Stored data
========================

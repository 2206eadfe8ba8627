//! Unified error type exposed by **`typeschema-core`**.
//!
//! Mapping a type onto a schema is almost infallible: unknown kinds degrade to
//! an empty schema type and malformed tags fall back to the field name.  The
//! variants below cover the few places where something can actually go wrong.

use thiserror::Error;

/// Convenient alias used throughout the workspace.
pub type Result<T> = std::result::Result<T, SchemaError>;

#[derive(Debug, Error)]
pub enum SchemaError {
    /// Record nesting went deeper than the configured limit.  In practice this
    /// means a self-referential record (e.g. `next: Option<Box<Self>>`).
    ///
    /// `path` is the dotted property path at which the limit was hit.
    #[error("record nesting exceeds the depth limit of {limit} at `{path}`")]
    DepthLimitExceeded { limit: usize, path: String },

    /// Failure while serialising a schema into JSON.
    #[error("serialization error: {0}")]
    Serialization(#[from] serde_json::Error),

    #[error("invalid: {0}")]
    Invalid(String),
}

========================

TASK STATEMENT
Of the lines above, output exactly those from the line bearing "actually go wrong." through the line bearing "nesting exceeds the", inclusive.

OUTPUT BELOW
//! variants below cover the few places where something can actually go wrong.

use thiserror::Error;

/// Convenient alias used throughout the workspace.
pub type Result<T> = std::result::Result<T, SchemaError>;

#[derive(Debug, Error)]
pub enum SchemaError {
    /// Record nesting went deeper than the configured limit.  In practice this
    /// means a self-referential record (e.g. `next: Option<Box<Self>>`).
    ///
    /// `path` is the dotted property path at which the limit was hit.
    #[error("record nesting exceeds the depth limit of {limit} at `{path}`")]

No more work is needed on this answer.